Giusy hai ragione... e' inutile continuare... Come va bella?


----------



## Old Giusy (15 Febbraio 2008)

chensamurai ha detto:


> ... hai parlato con le ovaie?... che t'hanno detto?... hi, hi, hi... sono "_sode_"?... oh, oh, oh...


Chen dai su, sei monotono quando scrivi queste cose.... che ti frega delle ovaie di Marì???? Perdi davvero di ogni interesse....


----------



## Mari' (15 Febbraio 2008)

giusy79 ha detto:


> Io dico che se c'è qualcuno che ci infastidisce dovremmo saltare a piè pari il post.
> E continuare a scrivere quello che vogliamo. Basta.

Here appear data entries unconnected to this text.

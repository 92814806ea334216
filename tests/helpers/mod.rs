#![allow(dead_code)]

use std::sync::Arc;

use serde_json::{json, Value};
use tokio::sync::mpsc::UnboundedReceiver;
use wiremock::matchers::{method, path};
use wiremock::{Mock, MockServer, ResponseTemplate};

use banco_didatico::api::ApiClient;
use banco_didatico::core::config::{AppConfig, BackendApiConfig, CatalogConfig, UploadConfig};
use banco_didatico::core::{Notification, Notifier, QueryCache};
use banco_didatico::models::users::{LoginPayload, User};
use banco_didatico::session::SessionStore;

pub struct TestApp {
    pub server: MockServer,
    pub client: Arc<ApiClient>,
    pub cache: Arc<QueryCache>,
    pub session: Arc<SessionStore>,
    pub notifier: Notifier,
    pub notifications: UnboundedReceiver<Notification>,
}

pub async fn spawn_app() -> TestApp {
    let server = MockServer::start().await;

    let config = AppConfig {
        backend_api: BackendApiConfig {
            base_url: server.uri(),
            request_timeout_secs: 5,
        },
        catalog: CatalogConfig {
            default_page_size: 12,
            cache_ttl_secs: 60,
        },
        upload: UploadConfig {
            request_timeout_secs: 10,
        },
    };

    let client = Arc::new(ApiClient::build(&config).expect("failed to build the api client"));
    let cache = Arc::new(QueryCache::new(config.catalog.cache_ttl_secs));
    let (notifier, notifications) = Notifier::new();
    let session = Arc::new(SessionStore::new(
        Arc::clone(&client),
        Arc::clone(&cache),
        notifier.clone(),
    ));

    TestApp {
        server,
        client,
        cache,
        session,
        notifier,
        notifications,
    }
}

impl TestApp {
    pub async fn mount_login(&self) {
        Mock::given(method("POST"))
            .and(path("/auth/login"))
            .respond_with(ResponseTemplate::new(200).set_body_json(auth_body()))
            .mount(&self.server)
            .await;
    }

    /// Mounts the login endpoint and signs in, leaving the session
    /// authenticated for the rest of the test.
    pub async fn login(&self) -> User {
        self.mount_login().await;
        self.session
            .login(&login_payload())
            .await
            .expect("test login failed")
    }
}

pub fn login_payload() -> LoginPayload {
    LoginPayload {
        email: "ana@escola.edu.br".to_string(),
        password: "segredo1".to_string(),
    }
}

pub fn user_json() -> Value {
    json!({
        "id": "u1",
        "name": "Ana Lima",
        "email": "ana@escola.edu.br",
        "school": "EM Paulo Freire",
        "materialsCount": 2,
        "createdAt": "2026-01-10T12:00:00Z"
    })
}

pub fn auth_body() -> Value {
    json!({
        "success": true,
        "data": { "user": user_json(), "token": "tok-123" }
    })
}

pub fn material_json(id: &str) -> Value {
    json!({
        "id": id,
        "title": format!("Material {}", id),
        "description": "Sequência de exercícios sobre frações aplicadas.",
        "discipline": "Matemática",
        "grade": "7º Ano",
        "materialType": "EXERCISE",
        "difficulty": "MEDIUM",
        "avgRating": 4.2,
        "totalRatings": 5,
        "downloadCount": 12,
        "createdAt": "2026-02-01T09:00:00Z",
        "author": { "id": "u1", "name": "Ana Lima" }
    })
}

pub fn listing_body(materials: Vec<Value>, current: i32, has_next: bool) -> Value {
    let count = materials.len();
    json!({
        "success": true,
        "data": {
            "materials": materials,
            "pagination": {
                "current": current,
                "total": if has_next { current + 1 } else { current },
                "count": count,
                "limit": 12,
                "hasNext": has_next,
                "hasPrev": current > 1
            },
            "stats": {
                "totalMaterials": count,
                "avgRating": 4.0,
                "avgDownloads": 10.0
            }
        }
    })
}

Senza rispondere a tono.


Giusy ma che tono e cazzo ... lo leggi cosa scrive diretto a me ... ed io lo sto ignorando ...


----------



## Old Giusy (15 Febbraio 2008)

Lettrice ha detto:


> Giusy hai ragione... e' inutile continuare... Come va bella?


Bene Lettry, tutto bene.
Oggi sono calma e tranquilla!  

	
	
		
		
	


	




Tu e la mitica Sbarellina?


----------



## oscuro (15 Febbraio 2008)

*anna*

Invece gli statalini vanno bene e annetta.....dai non fare la moralista bacchettona solo perche sei amica di enzino...su...ho un amico camionista...per cui non esser stupidina!!!!


----------



## Old chensamurai (15 Febbraio 2008)

Lettrice ha detto:


> Sei bellissimo quando non sai dove attaccare e _rosichi_ qua e la... pero' devo dire sei tenace... una dote non trascurabile...
> 
> I wish you a very happy week-end


... che colpa ne ho io?... scrivo dell'intestino e tu mi parli dello stomaco... hi, hi, hi... più sconclusionata di così!... hi, hi, hi...


----------



## Mari' (15 Febbraio 2008)

Miciolidia ha detto:


> ma chi ha pensato a me!!!
> 
> * con chi *chiedevo?



e me lo chiedi?  

	
	
		
		
	


	




   con il miserabile e affini.


----------



## Old Giusy (15 Febbraio 2008)

Mari' ha detto:


> Giusy ma che tono e cazzo ... lo leggi cosa scrive diretto a me ... ed io lo sto *ignorando* ...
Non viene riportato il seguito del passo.